RECORDS FOR THIS TASK Start Marker

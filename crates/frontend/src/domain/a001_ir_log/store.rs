use contracts::domain::a001_ir_log::{IrLog, IrLogId};
use std::cell::RefCell;
use std::collections::HashSet;
use std::rc::Rc;

use super::api::LogGateway;
use super::error::LogError;
use crate::shared::notify::NotificationSink;

pub const MSG_POST_OK: &str = "success to post";
pub const MSG_POST_FAILED: &str = "failed to post";

type Observer = Rc<dyn Fn(&[IrLog])>;

/// Ordered, id-keyed list of the logs currently displayed.
///
/// Observers are called with the full list after every mutation; the view
/// layer subscribes to re-render.
pub struct LogStore {
    records: RefCell<Vec<IrLog>>,
    observers: RefCell<Vec<Observer>>,
    gateway: Rc<dyn LogGateway>,
    notifier: Rc<dyn NotificationSink>,
}

impl LogStore {
    pub fn new(gateway: Rc<dyn LogGateway>, notifier: Rc<dyn NotificationSink>) -> Self {
        Self {
            records: RefCell::new(Vec::new()),
            observers: RefCell::new(Vec::new()),
            gateway,
            notifier,
        }
    }

    /// Fetch the list and replace the store wholesale.
    ///
    /// On failure the previous list stays in place; the error is returned so
    /// the caller can show it, but nothing else needs to happen.
    pub async fn load(&self) -> Result<usize, LogError> {
        match self.gateway.fetch_all().await {
            Ok(records) => {
                self.set_records(records);
                let count = self.len();
                log::debug!("loaded {} logs", count);
                Ok(count)
            }
            Err(e) => {
                log::warn!("failed to load logs, keeping {} cached: {}", self.len(), e);
                Err(e)
            }
        }
    }

    /// Replace the whole list. Later duplicates of an id are dropped.
    pub fn set_records(&self, records: Vec<IrLog>) {
        let mut seen = HashSet::new();
        let records: Vec<IrLog> = records
            .into_iter()
            .filter(|r| {
                let fresh = seen.insert(r.id);
                if !fresh {
                    log::warn!("duplicate log id {} dropped", r.id);
                }
                fresh
            })
            .collect();

        *self.records.borrow_mut() = records;
        self.notify();
    }

    pub fn records(&self) -> Vec<IrLog> {
        self.records.borrow().clone()
    }

    pub fn len(&self) -> usize {
        self.records.borrow().len()
    }

    pub fn is_empty(&self) -> bool {
        self.records.borrow().is_empty()
    }

    pub fn find_by_id(&self, id: IrLogId) -> Option<IrLog> {
        self.records.borrow().iter().find(|r| r.id == id).cloned()
    }

    /// Overwrite the entry with `id` in place; position is kept.
    pub fn replace(&self, id: IrLogId, record: IrLog) -> Result<(), LogError> {
        if record.id != id {
            return Err(LogError::Validation(format!(
                "record id {} does not match {}",
                record.id, id
            )));
        }
        {
            let mut records = self.records.borrow_mut();
            let slot = records
                .iter_mut()
                .find(|r| r.id == id)
                .ok_or(LogError::NotFound(id))?;
            *slot = record;
        }
        self.notify();
        Ok(())
    }

    /// Fire the server-side action for a log. Local state is not touched.
    pub async fn send_action(&self, id: IrLogId) -> Result<(), LogError> {
        match self.gateway.trigger_action(id).await {
            Ok(()) => {
                self.notifier.success(MSG_POST_OK);
                Ok(())
            }
            Err(e) => {
                log::warn!("action for log {} failed: {}", id, e);
                self.notifier.failure(MSG_POST_FAILED);
                Err(e)
            }
        }
    }

    pub fn subscribe(&self, observer: impl Fn(&[IrLog]) + 'static) {
        self.observers.borrow_mut().push(Rc::new(observer));
    }

    fn notify(&self) {
        let records = self.records.borrow().clone();
        let observers = self.observers.borrow().clone();
        for observer in observers {
            observer(&records);
        }
    }
}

RECORDS FOR THIS TASK End Marker

ACTIVITY:
Please repeat every record above word for word.

SOLVED EXERCISE:
filename crates/frontend/src/domain/a001_ir_log/store.rs
use contracts::domain::a001_ir_log::{IrLog, IrLogId};
use std::cell::RefCell;
use std::collections::HashSet;
use std::rc::Rc;

use super::api::LogGateway;
use super::error::LogError;
use crate::shared::notify::NotificationSink;

pub const MSG_POST_OK: &str = "success to post";
pub const MSG_POST_FAILED: &str = "failed to post";

type Observer = Rc<dyn Fn(&[IrLog])>;

/// Ordered, id-keyed list of the logs currently displayed.
///
/// Observers are called with the full list after every mutation; the view
/// layer subscribes to re-render.
pub struct LogStore {
    records: RefCell<Vec<IrLog>>,
    observers: RefCell<Vec<Observer>>,
    gateway: Rc<dyn LogGateway>,
    notifier: Rc<dyn NotificationSink>,
}

impl LogStore {
    pub fn new(gateway: Rc<dyn LogGateway>, notifier: Rc<dyn NotificationSink>) -> Self {
        Self {
            records: RefCell::new(Vec::new()),
            observers: RefCell::new(Vec::new()),
            gateway,
            notifier,
        }
    }

    /// Fetch the list and replace the store wholesale.
    ///
    /// On failure the previous list stays in place; the error is returned so
    /// the caller can show it, but nothing else needs to happen.
    pub async fn load(&self) -> Result<usize, LogError> {
        match self.gateway.fetch_all().await {
            Ok(records) => {
                self.set_records(records);
                let count = self.len();
                log::debug!("loaded {} logs", count);
                Ok(count)
            }
            Err(e) => {
                log::warn!("failed to load logs, keeping {} cached: {}", self.len(), e);
                Err(e)
            }
        }
    }

    /// Replace the whole list. Later duplicates of an id are dropped.
    pub fn set_records(&self, records: Vec<IrLog>) {
        let mut seen = HashSet::new();
        let records: Vec<IrLog> = records
            .into_iter()
            .filter(|r| {
                let fresh = seen.insert(r.id);
                if !fresh {
                    log::warn!("duplicate log id {} dropped", r.id);
                }
                fresh
            })
            .collect();

        *self.records.borrow_mut() = records;
        self.notify();
    }

    pub fn records(&self) -> Vec<IrLog> {
        self.records.borrow().clone()
    }

    pub fn len(&self) -> usize {
        self.records.borrow().len()
    }

    pub fn is_empty(&self) -> bool {
        self.records.borrow().is_empty()
    }

    pub fn find_by_id(&self, id: IrLogId) -> Option<IrLog> {
        self.records.borrow().iter().find(|r| r.id == id).cloned()
    }

    /// Overwrite the entry with `id` in place; position is kept.
    pub fn replace(&self, id: IrLogId, record: IrLog) -> Result<(), LogError> {
        if record.id != id {
            return Err(LogError::Validation(format!(
                "record id {} does not match {}",
                record.id, id
            )));
        }
        {
            let mut records = self.records.borrow_mut();
            let slot = records
                .iter_mut()
                .find(|r| r.id == id)
                .ok_or(LogError::NotFound(id))?;
            *slot = record;
        }
        self.notify();
        Ok(())
    }

    /// Fire the server-side action for a log. Local state is not touched.
    pub async fn send_action(&self, id: IrLogId) -> Result<(), LogError> {
        match self.gateway.trigger_action(id).await {
            Ok(()) => {
                self.notifier.success(MSG_POST_OK);
                Ok(())
            }
            Err(e) => {
                log::warn!("action for log {} failed: {}", id, e);
                self.notifier.failure(MSG_POST_FAILED);
                Err(e)
            }
        }
    }

    pub fn subscribe(&self, observer: impl Fn(&[IrLog]) + 'static) {
        self.observers.borrow_mut().push(Rc::new(observer));
    }

    fn notify(&self) {
        let records = self.records.borrow().clone();
        let observers = self.observers.borrow().clone();
        for observer in observers {
            observer(&records);
        }
    }
}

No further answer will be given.